Vivere senza contante, la sfida di Gabriele Cazzulini

di Moreno Commenta

C’è chi ipotizza un futuro senza denaro contante, e chi all’idea sobbalza o reagisce mandando l’interlocutore a quel paese, apostrofandolo come “matto”. Il futuro, che a quanto pare davvero sarà libero dal vincolo del denaro di carta (rimpiazzato da quello magnetico di bancomat e carte di credito), è a un passo per Gabriele Cazzulini, giornalista genovese esperto di infografica. Cazzulini ha scommesso che è possibile vivere per una settimana senza utilizzare monete e banconote, ma solo strisciando la propria carta di credito. Per dimostrare la veridicità della propria teoria, il giornalista ha a disposizione una Mastercard Paypass (carta contactless, ossia senza contatto, che per le piccole cifre può essere utilizzata semplicemente sfiorando un apposito lettore) caricata con 500 euro, che diventeranno 2.000 nel caso in cui sarà così bravo da mantenere fede all’impegno (solo in questo caso, infatti, potrà ottenere il premio).

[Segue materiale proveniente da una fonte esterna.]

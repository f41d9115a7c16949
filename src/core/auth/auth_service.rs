use async_trait::async_trait;
use std::sync::Arc;
use thiserror::Error;

/// Errors from client bootstrap and token acquisition.
#[derive(Debug, Error)]
pub enum AuthError {
    #[error("client bootstrap failed: {0}")]
    Bootstrap(String),
    #[error("invalid service account credentials: {0}")]
    Credentials(String),
    #[error("token request failed: {0}")]
    TokenRequest(String),
    #[error("client library is not initialized")]
    NotReady,
}

/// Port for the credential/session provider.
///
/// `initialize` performs the one-time client bootstrap and must be
/// memoized: repeated or concurrent calls share the same pending-or-resolved
/// outcome. `connect` acquires an access token — interactively (consent) when
/// none is held, silently when one is. Token lifetime and refresh stay the
/// identity provider's responsibility.
#[async_trait]
pub trait SessionAuthenticator: Send + Sync {
    async fn initialize(&self) -> Result<(), AuthError>;

    async fn connect(&self) -> Result<(), AuthError>;
}

#[async_trait]
impl<A: SessionAuthenticator> SessionAuthenticator for Arc<A> {
    async fn initialize(&self) -> Result<(), AuthError> {
        (**self).initialize().await
    }

    async fn connect(&self) -> Result<(), AuthError> {
        (**self).connect().await
    }
}
#[cfg(test)]
mod tests {
    use super::*;
    use crate::core::ai::AiConfig;
    use crate::core::chat::models::Role;
    use crate::core::drive::{DriveFile, DriveFileKind, CONTENT_UNAVAILABLE};
    use async_trait::async_trait;
    use std::collections::HashSet;
    use std::error::Error;
    use std::sync::atomic::{AtomicUsize, Ordering};
    use std::sync::{Arc, Mutex};

    struct StubAuth {
        fail_connect: bool,
    }

    #[async_trait]
    impl SessionAuthenticator for StubAuth {
        async fn initialize(&self) -> Result<(), AuthError> {
            Ok(())
        }

        async fn connect(&self) -> Result<(), AuthError> {
            if self.fail_connect {
                Err(AuthError::TokenRequest("denied".to_string()))
            } else {
                Ok(())
            }
        }
    }

    enum SearchScript {
        Results(Vec<DriveFile>),
        InvalidApiKey,
        Failure,
    }

    struct ScriptedDrive {
        script: SearchScript,
        failing_exports: HashSet<String>,
        search_calls: AtomicUsize,
    }

    impl ScriptedDrive {
        fn returning(files: Vec<DriveFile>) -> Self {
            Self {
                script: SearchScript::Results(files),
                failing_exports: HashSet::new(),
                search_calls: AtomicUsize::new(0),
            }
        }

        fn scripted(script: SearchScript) -> Self {
            Self {
                script,
                failing_exports: HashSet::new(),
                search_calls: AtomicUsize::new(0),
            }
        }

        fn with_failing_export(mut self, id: &str) -> Self {
            self.failing_exports.insert(id.to_string());
            self
        }
    }

    #[async_trait]
    impl DriveClient for ScriptedDrive {
        async fn search_files(&self, _query: &str) -> Result<Vec<DriveFile>, DriveError> {
            self.search_calls.fetch_add(1, Ordering::SeqCst);
            match &self.script {
                SearchScript::Results(files) => Ok(files.clone()),
                SearchScript::InvalidApiKey => Err(DriveError::InvalidApiKey),
                SearchScript::Failure => {
                    Err(DriveError::Search("HTTP 500 from files.list".to_string()))
                }
            }
        }

        async fn export_file(&self, id: &str, kind: DriveFileKind) -> Result<String, DriveError> {
            if self.failing_exports.contains(id) {
                return Err(DriveError::Export("export denied".to_string()));
            }
            Ok(format!("content of {} ({})", id, kind.export_mime_type()))
        }
    }

    struct ScriptedModel {
        answer: Result<String, String>,
        prompts: Mutex<Vec<String>>,
    }

    impl ScriptedModel {
        fn answering(answer: &str) -> Self {
            Self {
                answer: Ok(answer.to_string()),
                prompts: Mutex::new(Vec::new()),
            }
        }

        fn failing() -> Self {
            Self {
                answer: Err("model unavailable".to_string()),
                prompts: Mutex::new(Vec::new()),
            }
        }

        fn calls(&self) -> usize {
            self.prompts.lock().unwrap().len()
        }

        fn last_prompt(&self) -> String {
            self.prompts.lock().unwrap().last().cloned().unwrap_or_default()
        }
    }

    #[async_trait]
    impl CompletionProvider for ScriptedModel {
        async fn generate(
            &self,
            prompt: &str,
            _config: &AiConfig,
        ) -> Result<String, Box<dyn Error + Send + Sync>> {
            self.prompts.lock().unwrap().push(prompt.to_string());
            match &self.answer {
                Ok(answer) => Ok(answer.clone()),
                Err(err) => Err(err.clone().into()),
            }
        }
    }

    type TestService = ChatService<StubAuth, Arc<ScriptedDrive>, Arc<ScriptedModel>>;

    fn service(
        drive: Arc<ScriptedDrive>,
        model: Arc<ScriptedModel>,
    ) -> TestService {
        ChatService::new(
            StubAuth { fail_connect: false },
            DriveService::new(drive),
            AnswerService::new(model, AiConfig::default()),
        )
    }

    fn budget_files() -> Vec<DriveFile> {
        vec![
            DriveFile::new("f1", "Q1 Budget", DriveFileKind::Document)
                .with_web_view_link("https://drive.example/f1"),
            DriveFile::new("f2", "Forecast", DriveFileKind::Spreadsheet)
                .with_web_view_link("https://drive.example/f2"),
        ]
    }

    #[tokio::test]
    async fn test_connect_requires_initialize_and_seeds_greeting() {
        let drive = Arc::new(ScriptedDrive::returning(vec![]));
        let model = Arc::new(ScriptedModel::answering("n/a"));
        let mut chat = service(drive, model);

        assert!(matches!(chat.connect().await, Err(AuthError::NotReady)));

        chat.initialize().await.unwrap();
        assert!(chat.session().api_ready);

        chat.connect().await.unwrap();
        assert!(chat.session().connected);
        assert_eq!(chat.transcript().len(), 1);
        assert_eq!(chat.transcript().messages()[0].text, GREETING_TEXT);
        assert_eq!(chat.transcript().messages()[0].role, Role::Model);
    }

    #[tokio::test]
    async fn test_connect_failure_leaves_session_disconnected() {
        let drive = Arc::new(ScriptedDrive::returning(vec![]));
        let model = Arc::new(ScriptedModel::answering("n/a"));
        let mut chat = ChatService::new(
            StubAuth { fail_connect: true },
            DriveService::new(drive),
            AnswerService::new(model, AiConfig::default()),
        );
        chat.initialize().await.unwrap();

        assert!(chat.connect().await.is_err());
        assert!(!chat.session().connected);
        assert!(chat.transcript().is_empty());
    }

    #[tokio::test]
    async fn test_zero_results_appends_fixed_message_and_skips_synthesis() {
        let drive = Arc::new(ScriptedDrive::returning(vec![]));
        let model = Arc::new(ScriptedModel::answering("never used"));
        let mut chat = service(drive.clone(), model.clone());

        assert!(chat.submit("anything relevant?").await);

        let messages = chat.transcript().messages();
        assert_eq!(messages.len(), 2);
        assert_eq!(messages[0].role, Role::User);
        assert_eq!(messages[1].text, NO_RESULTS_TEXT);
        assert!(messages[1].sources.is_empty());
        assert_eq!(model.calls(), 0);
        assert!(!chat.session().pending);
    }

    #[tokio::test]
    async fn test_budget_scenario_interim_replaced_with_answer() {
        let drive = Arc::new(ScriptedDrive::returning(budget_files()));
        let model = Arc::new(ScriptedModel::answering("The Q1 budget is $50,000."));
        let mut chat = service(drive, model.clone());

        chat.submit("budget").await;

        let messages = chat.transcript().messages();
        assert_eq!(messages.len(), 2);

        let answer = &messages[1];
        assert_eq!(answer.role, Role::Model);
        assert_eq!(answer.text, "The Q1 budget is $50,000.");
        assert_eq!(answer.sources.len(), 2);
        assert_eq!(answer.sources[0].name, "Q1 Budget");
        assert_eq!(answer.sources[1].name, "Forecast");
        // Sources still carry no content: the fetched copies only exist for
        // the synthesis call.
        assert!(answer.sources.iter().all(|s| s.content.is_none()));

        // The model saw both documents, exported per kind.
        let prompt = model.last_prompt();
        assert!(prompt.contains("content of f1 (text/plain)"));
        assert!(prompt.contains("content of f2 (text/csv)"));
        assert!(prompt.contains("Question: \"budget\""));
    }

    #[tokio::test]
    async fn test_interim_id_and_sources_survive_finalization() {
        let drive = Arc::new(ScriptedDrive::returning(budget_files()));
        let model = Arc::new(ScriptedModel::answering("done"));
        let mut chat = service(drive, model);

        chat.submit("budget").await;

        let interim = &chat.transcript().messages()[1];
        let expected_id = chat.transcript().messages()[0].id.0 + 1;
        assert_eq!(interim.id.0, expected_id);
        assert_eq!(
            interim.sources.iter().map(|s| s.id.as_str()).collect::<Vec<_>>(),
            vec!["f1", "f2"]
        );
    }

    #[tokio::test]
    async fn test_failed_export_still_reaches_synthesis_as_sentinel() {
        let drive =
            Arc::new(ScriptedDrive::returning(budget_files()).with_failing_export("f2"));
        let model = Arc::new(ScriptedModel::answering("partial answer"));
        let mut chat = service(drive, model.clone());

        chat.submit("budget").await;

        assert_eq!(model.calls(), 1);
        let prompt = model.last_prompt();
        assert!(prompt.contains("Document: \"Q1 Budget\""));
        assert!(prompt.contains("Document: \"Forecast\""));
        assert!(prompt.contains(CONTENT_UNAVAILABLE));
        assert_eq!(chat.transcript().messages()[1].text, "partial answer");
    }

    #[tokio::test]
    async fn test_submission_while_pending_is_a_no_op() {
        let drive = Arc::new(ScriptedDrive::returning(vec![]));
        let model = Arc::new(ScriptedModel::answering("n/a"));
        let mut chat = service(drive.clone(), model);

        chat.session.pending = true;
        assert!(!chat.submit("second question").await);

        assert!(chat.transcript().is_empty());
        assert_eq!(drive.search_calls.load(Ordering::SeqCst), 0);
    }

    #[tokio::test]
    async fn test_blank_input_is_ignored() {
        let drive = Arc::new(ScriptedDrive::returning(vec![]));
        let model = Arc::new(ScriptedModel::answering("n/a"));
        let mut chat = service(drive.clone(), model);

        assert!(!chat.submit("   ").await);
        assert!(chat.transcript().is_empty());
        assert_eq!(drive.search_calls.load(Ordering::SeqCst), 0);
    }

    #[tokio::test]
    async fn test_invalid_api_key_surfaces_configuration_error_text() {
        let drive = Arc::new(ScriptedDrive::scripted(SearchScript::InvalidApiKey));
        let model = Arc::new(ScriptedModel::answering("n/a"));
        let mut chat = service(drive, model.clone());

        chat.submit("budget").await;

        let messages = chat.transcript().messages();
        assert_eq!(messages.len(), 2);
        assert_eq!(messages[1].text, API_KEY_ERROR_TEXT);
        assert_eq!(model.calls(), 0);
        assert!(!chat.session().pending);
    }

    #[tokio::test]
    async fn test_other_search_failures_surface_generic_error_text() {
        let drive = Arc::new(ScriptedDrive::scripted(SearchScript::Failure));
        let model = Arc::new(ScriptedModel::answering("n/a"));
        let mut chat = service(drive, model);

        chat.submit("budget").await;

        assert_eq!(chat.transcript().messages()[1].text, GENERIC_ERROR_TEXT);
        assert!(!chat.session().pending);
    }

    #[tokio::test]
    async fn test_synthesis_failure_appends_new_error_message() {
        let drive = Arc::new(ScriptedDrive::returning(budget_files()));
        let model = Arc::new(ScriptedModel::failing());
        let mut chat = service(drive, model);

        chat.submit("budget").await;

        let messages = chat.transcript().messages();
        // user + interim (left as-is) + error message
        assert_eq!(messages.len(), 3);
        assert_eq!(messages[1].text, interim_text(2));
        assert_eq!(messages[1].sources.len(), 2);
        assert_eq!(messages[2].text, GENERIC_ERROR_TEXT);
        assert!(messages[2].sources.is_empty());
        assert!(!chat.session().pending);
    }
}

Quello di Gabriele è un viaggio in Italia e nelle sue mille contraddizioni; ne emerge un Paese a due velocità, dal momento che basta uscire dalla Lombardia (anzi: da Milano) per rischiare di prendersi un “vaffa” ogni volta che si cerca di pagare un caffè al bar (da 80 cent a 1 euro) con la carta di credito. Ad ogni buon conto, ha accettato la sfida con un unico obiettivo, ossia “dimostrare che si può riuscire a vivere senza contante”.

Cazzulini è come un concorrente di un reality senza telecamere, dove però tutte le spese devono essere tracciate dal “Grande Fratello” in modo da dimostrare che, effettivamente, si può fare anche a meno della carta moneta. “Credo sia un grave limite da parte degli esercenti non avere le strumentazioni per accettare pagamenti virtuali, ma li giustifico per via degli elevati costi di gestione delle carte di credito. Dovrò trovare un posto per fare la spesa e la colazione senza moneta”.